Semua itu, menurutnya, adalah sesuatu yang tidak jelas dan tidak pasti. Tapi karena kita butuh jawaban, maka dibuatlah jawaban yang bersifat transcendental (jauh dr empiric) atau supranatural. Menurutnya semua itu hanya ilusi belaka. Atau, delusi seperti disimpulkan oleh Dawkins.  

Ia meyakini, di masa depan Agama akan kehilangan posisi seiring dengan semakin menguatnya argumentasi sains. Manusia akan lebih meyakini bukti-bukti yang empiris daripada yang transendental. Karena itu keyakinan terhadap Tuhan dan agama sudah selayaknya diakhiri, sebagaimana judul bukunya: The End of Faith.

Sebenarnya, kalau kita mau menengok sistem kerja otak manusia dalam memahami realitas ini kita akan berpikir ulang untuk membuat kesimpulan semacam itu. Sebuah kesimpulan yang menurut saya tergesa-gesa, untuk mengatakan Tuhan adalah sekedar kebutuhan kognitif belaka. Bahkan, sekedar delusi (khayalan).

Otak kita adalah mesin canggih yang menjadi interface alias media penghubung antara ‘dunia luar’ yang kita sebut sebagai realitas, dengan ‘dunia dalam’ yang kita sebut sebagai kognisi atau kesadaran. Pada orang-orang atheis, mereka menyebut kesadaran itu sebagai sesuatu yang tak terpisahkan dari otak. Atau, bahkan otak itu sendirilah yang disebut sebagai ‘kesadaran’, atau setidak-tidaknya sebagai ‘sumber kesadaran’.

Sedangkan orang beragama, menyebut otak hanya sebagai media atau pintu gerbang saja untuk memasuki alam kesadaran. Karena, kesadaran itu bersumber pada sesuatu yang lebih dalam, yakni ruh. Kesadaran yang identik dengan otak adalah kesadaran rendah yang disebut sebagai jiwa. Sedangkan kesadaran yang lebih tinggi disebut sebagai kesadaran ruh yang bersumber pada Kesadaran Semesta, atau kesadaran Ilahiah yang terkait dengan keberadaan Tuhan yang transendental.

Orang-orang atheis membuat kesimpulan  bahwa ‘kesadaran identik dengan otak’ berdasar pada bukti empiris, dimana seseorang yang otaknya mengalami kerusakan, akan mengalami gangguan kesadaran.
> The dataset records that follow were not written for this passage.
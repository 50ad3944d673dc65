// Copyright (c) 2026 100monkeys.ai
// SPDX-License-Identifier: AGPL-3.0
//! Structural Source Validator
//!
//! Confirms that submitted Python source has the shape of a gradio agent
//! without executing any of it:
//!
//! 1. the `gradio` module is imported (`import gradio [as gr]`,
//!    `import gradio.x`, or `from gradio[.x] import ...`), and
//! 2. somewhere in the module an `Interface(...)` constructor is called,
//!    either as a bare name or as an attribute (`gr.Interface(...)`).
//!
//! The source is parsed into a Python AST with `rustpython-parser`. A syntax
//! error is a failed verdict, never an error returned to the caller.

use rustpython_ast::Visitor;
use rustpython_parser::{ast, Parse};
use serde::{Deserialize, Serialize};

/// Module every agent must import.
pub const FRAMEWORK_MODULE: &str = "gradio";
/// Constructor every agent must call.
pub const INTERFACE_CONSTRUCTOR: &str = "Interface";
/// Entry point the generated wrapper calls.
pub const ENTRY_POINT: &str = "predict";

/// Outcome of a structural inspection.
#[derive(Debug, Clone, PartialEq, Eq, Serialize, Deserialize)]
pub struct SourceVerdict {
    pub valid: bool,
    #[serde(skip_serializing_if = "Option::is_none")]
    pub reason: Option<String>,
    /// Whether a function named `predict` is defined. Informational only.
    pub defines_entry_point: bool,
}

impl SourceVerdict {
    fn rejected(reason: impl Into<String>, defines_entry_point: bool) -> Self {
        Self {
            valid: false,
            reason: Some(reason.into()),
            defines_entry_point,
        }
    }
}

#[derive(Debug, Clone, Copy, Default)]
pub struct SourceValidator;

impl SourceValidator {
    pub fn new() -> Self {
        Self
    }

    /// `true` when the source imports gradio and calls `Interface(...)`.
    pub fn validate(&self, source: &str) -> bool {
        self.inspect(source).valid
    }

    pub fn inspect(&self, source: &str) -> SourceVerdict {
        let suite = match ast::Suite::parse(source, "<agent>") {
            Ok(suite) => suite,
            Err(e) => return SourceVerdict::rejected(format!("Source is not valid Python: {}", e), false),
        };

        let mut scan = StructureScan::default();
        for stmt in suite {
            scan.visit_stmt(stmt);
        }

        match (scan.imports_framework, scan.calls_interface) {
            (true, true) => SourceVerdict {
                valid: true,
                reason: None,
                defines_entry_point: scan.defines_entry_point,
            },
            (false, _) => SourceVerdict::rejected(
                format!("Source must import the '{}' module", FRAMEWORK_MODULE),
                scan.defines_entry_point,
            ),
            (true, false) => SourceVerdict::rejected(
                format!("Source must construct a {}.{}(...)", FRAMEWORK_MODULE, INTERFACE_CONSTRUCTOR),
                scan.defines_entry_point,
            ),
        }
    }
}

fn is_framework_module(name: &str) -> bool {
    name == FRAMEWORK_MODULE
        || name
            .strip_prefix(FRAMEWORK_MODULE)
            .is_some_and(|rest| rest.starts_with('.'))
}

#[derive(Default)]
struct StructureScan {
    imports_framework: bool,
    calls_interface: bool,
    defines_entry_point: bool,
}

impl Visitor for StructureScan {
    fn visit_stmt_import(&mut self, node: ast::StmtImport) {
        if node.names.iter().any(|alias| is_framework_module(alias.name.as_str())) {
            self.imports_framework = true;
        }
        self.generic_visit_stmt_import(node);
    }

    fn visit_stmt_import_from(&mut self, node: ast::StmtImportFrom) {
        if node.module.as_ref().is_some_and(|module| is_framework_module(module.as_str())) {
            self.imports_framework = true;
        }
        self.generic_visit_stmt_import_from(node);
    }

    fn visit_stmt_function_def(&mut self, node: ast::StmtFunctionDef) {
        if node.name.as_str() == ENTRY_POINT {
            self.defines_entry_point = true;
        }
        self.generic_visit_stmt_function_def(node);
    }

    fn visit_stmt_async_function_def(&mut self, node: ast::StmtAsyncFunctionDef) {
        if node.name.as_str() == ENTRY_POINT {
            self.defines_entry_point = true;
        }
        self.generic_visit_stmt_async_function_def(node);
    }

    fn visit_expr_call(&mut self, node: ast::ExprCall) {
        let constructs_interface = match node.func.as_ref() {
            ast::Expr::Name(name) => name.id.as_str() == INTERFACE_CONSTRUCTOR,
            ast::Expr::Attribute(attribute) => attribute.attr.as_str() == INTERFACE_CONSTRUCTOR,
            _ => false,
        };
        if constructs_interface {
            self.calls_interface = true;
        }
        self.generic_visit_expr_call(node);
    }
}
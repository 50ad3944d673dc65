// Copyright (c) 2026 100monkeys.ai
// SPDX-License-Identifier: AGPL-3.0

//! Daemon mode implementation
//!
//! Handles:
//! - Hosting the HTTP API in the foreground
//! - HTTP health checks
//! - Graceful shutdown with agent cleanup

use anyhow::Result;
use std::time::Duration;

pub mod client;
pub mod server;

pub use client::DaemonClient;
pub use server::start_daemon;

pub const DEFAULT_HOST: &str = "127.0.0.1";
pub const DEFAULT_PORT: u16 = 8000;

#[derive(Debug, Clone, PartialEq, Eq)]
pub enum DaemonStatus {
    Running,
    Stopped,
    Unhealthy { error: String },
}

/// Base URL of the daemon API; a host may already carry its scheme.
pub fn base_url(host: &str, port: u16) -> String {
    if host.starts_with("http://") || host.starts_with("https://") {
        format!("{}:{}", host, port)
    } else {
        format!("http://{}:{}", host, port)
    }
}

/// Check if the daemon answers its health endpoint
pub async fn check_daemon_running(host: &str, port: u16) -> Result<DaemonStatus> {
    let client = reqwest::Client::builder()
        .timeout(Duration::from_millis(500))
        .build()?;

    let health_url = format!("{}/health", base_url(host, port));

    match client.get(&health_url).send().await {
        Ok(resp) if resp.status().is_success() => Ok(DaemonStatus::Running),
        Ok(resp) => Ok(DaemonStatus::Unhealthy {
            error: format!("HTTP {}", resp.status()),
        }),
        Err(e) if e.is_connect() || e.is_timeout() => Ok(DaemonStatus::Stopped),
        Err(e) => Ok(DaemonStatus::Unhealthy { error: e.to_string() }),
    }
}
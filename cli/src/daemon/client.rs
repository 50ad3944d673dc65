// Copyright (c) 2026 100monkeys.ai
// SPDX-License-Identifier: AGPL-3.0

//! HTTP client for communicating with daemon API

use anyhow::{Context, Result};
use reqwest::{Client, Response, StatusCode};
use serde::{Deserialize, Serialize};

use minions_orchestrator_core::application::agent::DeployRequest;
use minions_orchestrator_core::domain::agent::AgentMetadata;
use minions_orchestrator_core::domain::deployment::DeploymentRecord;
use minions_orchestrator_core::domain::envelope::PredictionEnvelope;

use super::base_url;

#[derive(Debug, Clone, Deserialize)]
pub struct DeployResponse {
    pub agent_id: String,
    pub service_url: String,
    pub api_endpoint: String,
    pub deployment_status: String,
    #[serde(default)]
    pub warnings: Vec<String>,
}

#[derive(Debug, Clone, Deserialize)]
pub struct AgentSummary {
    pub id: String,
    pub metadata: AgentMetadata,
    pub api_endpoint: String,
    pub service_url: String,
}

#[derive(Debug, Clone)]
pub struct DaemonClient {
    client: Client,
    base_url: String,
}

impl DaemonClient {
    pub fn new(host: &str, port: u16) -> Result<Self> {
        Self::with_base_url(base_url(host, port))
    }

    pub fn with_base_url(base_url: impl Into<String>) -> Result<Self> {
        // No global timeout: a deploy waits for the image build
        let client = Client::builder().build().context("Failed to create HTTP client")?;

        Ok(Self {
            client,
            base_url: base_url.into(),
        })
    }

    pub async fn deploy_agent(&self, request: &DeployRequest) -> Result<DeployResponse> {
        let response = self
            .client
            .post(format!("{}/api/v1/agents", self.base_url))
            .json(request)
            .send()
            .await
            .context("Failed to deploy agent")?;

        let response = ensure_success(response, "Failed to deploy agent").await?;
        response.json().await.context("Failed to parse deploy response")
    }

    pub async fn list_agents(&self) -> Result<Vec<AgentSummary>> {
        let response = self
            .client
            .get(format!("{}/api/v1/agents", self.base_url))
            .send()
            .await
            .context("Failed to list agents")?;

        #[derive(Deserialize)]
        struct ListResponse {
            agents: Vec<AgentSummary>,
        }

        let response = ensure_success(response, "Failed to list agents").await?;
        let list: ListResponse = response.json().await.context("Failed to parse agent list")?;
        Ok(list.agents)
    }

    /// `None` when the daemon does not know the agent.
    pub async fn agent_status(&self, agent_id: &str) -> Result<Option<DeploymentRecord>> {
        let response = self
            .client
            .get(format!("{}/api/v1/agents/{}", self.base_url, agent_id))
            .send()
            .await
            .context("Failed to get agent status")?;

        if response.status() == StatusCode::NOT_FOUND {
            return Ok(None);
        }

        let response = ensure_success(response, "Failed to get agent status").await?;
        response.json().await.map(Some).context("Failed to parse agent status")
    }

    pub async fn stop_agent(&self, agent_id: &str) -> Result<bool> {
        let response = self
            .client
            .post(format!("{}/api/v1/agents/{}/stop", self.base_url, agent_id))
            .send()
            .await
            .context("Failed to stop agent")?;

        #[derive(Deserialize)]
        struct StopResponse {
            stopped: bool,
        }

        let response = ensure_success(response, "Failed to stop agent").await?;
        let stop: StopResponse = response.json().await.context("Failed to parse stop response")?;
        Ok(stop.stopped)
    }

    pub async fn predict(&self, agent_id: &str, inputs: Vec<String>) -> Result<PredictionEnvelope> {
        #[derive(Serialize)]
        struct PredictRequest {
            data: Vec<String>,
        }

        let response = self
            .client
            .post(format!("{}/api/v1/agents/{}/predict", self.base_url, agent_id))
            .json(&PredictRequest { data: inputs })
            .send()
            .await
            .context("Failed to call agent")?;

        let response = ensure_success(response, "Prediction failed").await?;
        response.json().await.context("Failed to parse prediction envelope")
    }
}

/// Turns an error response into `"<context>: <message> (<code>)"`.
async fn ensure_success(response: Response, context: &str) -> Result<Response> {
    if response.status().is_success() {
        return Ok(response);
    }

    let status = response.status();
    let body = response.text().await.unwrap_or_default();
    let detail = serde_json::from_str::<serde_json::Value>(&body)
        .ok()
        .and_then(|v| {
            let message = v["error"]["message"].as_str()?.to_string();
            let code = v["error"]["code"].as_str().unwrap_or("UNKNOWN").to_string();
            Some(match v["error"]["log"].as_str() {
                Some(log) => format!("{} ({})\n{}", message, code, log),
                None => format!("{} ({})", message, code),
            })
        })
        .unwrap_or_else(|| format!("HTTP {}: {}", status, body));

    anyhow::bail!("{}: {}", context, detail)
}

#[cfg(test)]
mod tests {
    use super::*;
    use mockito::Matcher;
    use serde_json::json;

    fn metadata() -> AgentMetadata {
        AgentMetadata::new("Echo", "Repeats its input", "demo")
    }

    #[tokio::test]
    async fn test_deploy_posts_request() {
        let mut server = mockito::Server::new_async().await;
        let mock = server
            .mock("POST", "/api/v1/agents")
            .match_body(Matcher::PartialJson(json!({"metadata": {"name": "Echo"}, "replace": false})))
            .with_status(201)
            .with_body(
                json!({
                    "status": "success",
                    "agent_id": "echo",
                    "service_url": "http://127.0.0.1:49001",
                    "api_endpoint": "http://127.0.0.1:49001/api/predict",
                    "deployment_status": "running",
                })
                .to_string(),
            )
            .create_async()
            .await;

        let client = DaemonClient::with_base_url(server.url()).unwrap();
        let request = DeployRequest {
            source: "import gradio as gr".to_string(),
            metadata: metadata(),
            replace: false,
        };
        let response = client.deploy_agent(&request).await.unwrap();

        assert_eq!(response.agent_id, "echo");
        assert_eq!(response.deployment_status, "running");
        assert!(response.warnings.is_empty());
        mock.assert_async().await;
    }

    #[tokio::test]
    async fn test_error_body_is_surfaced() {
        let mut server = mockito::Server::new_async().await;
        let _mock = server
            .mock("POST", "/api/v1/agents")
            .with_status(500)
            .with_body(
                json!({
                    "status": "error",
                    "error": {"message": "Image build failed", "code": "BUILD_ERROR", "log": "Step 4/8"},
                })
                .to_string(),
            )
            .create_async()
            .await;

        let client = DaemonClient::with_base_url(server.url()).unwrap();
        let request = DeployRequest {
            source: String::new(),
            metadata: metadata(),
            replace: false,
        };
        let err = client.deploy_agent(&request).await.unwrap_err().to_string();

        assert!(err.contains("BUILD_ERROR"));
        assert!(err.contains("Step 4/8"));
    }

    #[tokio::test]
    async fn test_unknown_agent_status_is_none() {
        let mut server = mockito::Server::new_async().await;
        let _mock = server
            .mock("GET", "/api/v1/agents/ghost")
            .with_status(404)
            .with_body(json!({"status": "error", "error": {"message": "not found", "code": "AGENT_NOT_FOUND"}}).to_string())
            .create_async()
            .await;

        let client = DaemonClient::with_base_url(server.url()).unwrap();
        assert!(client.agent_status("ghost").await.unwrap().is_none());
    }

    #[tokio::test]
    async fn test_list_and_stop() {
        let mut server = mockito::Server::new_async().await;
        let _list = server
            .mock("GET", "/api/v1/agents")
            .with_body(
                json!({
                    "status": "success",
                    "agents": [{
                        "id": "echo",
                        "metadata": {"name": "Echo", "description": "d", "model_type": "demo"},
                        "api_endpoint": "http://127.0.0.1:49001/api/predict",
                        "service_url": "http://127.0.0.1:49001",
                    }],
                })
                .to_string(),
            )
            .create_async()
            .await;
        let _stop = server
            .mock("POST", "/api/v1/agents/echo/stop")
            .with_body(json!({"status": "success", "stopped": true}).to_string())
            .create_async()
            .await;

        let client = DaemonClient::with_base_url(server.url()).unwrap();
        let agents = client.list_agents().await.unwrap();
        assert_eq!(agents.len(), 1);
        assert_eq!(agents[0].metadata.name, "Echo");
        assert!(client.stop_agent("echo").await.unwrap());
    }

    #[tokio::test]
    async fn test_predict_returns_envelope() {
        let mut server = mockito::Server::new_async().await;
        let _mock = server
            .mock("POST", "/api/v1/agents/echo/predict")
            .match_body(Matcher::Json(json!({"data": ["hello"]})))
            .with_body(json!({"data": ["HELLO"], "status": "success", "duration": 0.01}).to_string())
            .create_async()
            .await;

        let client = DaemonClient::with_base_url(server.url()).unwrap();
        let envelope = client.predict("echo", vec!["hello".to_string()]).await.unwrap();

        assert!(envelope.is_success());
        assert_eq!(envelope.data, Some(vec![json!("HELLO")]));
    }
}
Alias gangguan jiwa. Dan sebaliknya, orang yang mengalami gangguan jiwa juga mengalami kerusakan pada struktur otaknya. Sehingga, mereka menyimpulkan otak = jiwa, dan jiwa = otak.

Tidak ada istilah ruh dalam kamus mereka. Karena, kehidupan bukan disebabkan oleh adanya ruh, melainkan muncul sebagai konsekuensi dari sistem alamiah yang ada di dalam tubuh makhluk hidup. Dengan demikian, kematian dianggap sebagai terminal terakhir dari perjalanan makhluk hidup. Tidak ada yang namanya kehidupan sesudah mati. Atau alam berdimensi lebih tinggi sebagai kelanjutan kehidupan dunia. Semua itu menjadi satu paket dari ketidak percayaan mereka terhadap Tuhan.

Tetapi, kalau mereka mau membuka sedikit saja jendela pemikirannya, mereka akan bisa merasakan adanya sesuatu di balik otak. Bahkan di balik susunan saraf-saraf otak. Atau, lebih kecil lagi di dalam sel-sel  saraf itu, yang kemudian akan memasuki wilayah genetika sebagai pengendali mekanisme kerja saraf otak manusia.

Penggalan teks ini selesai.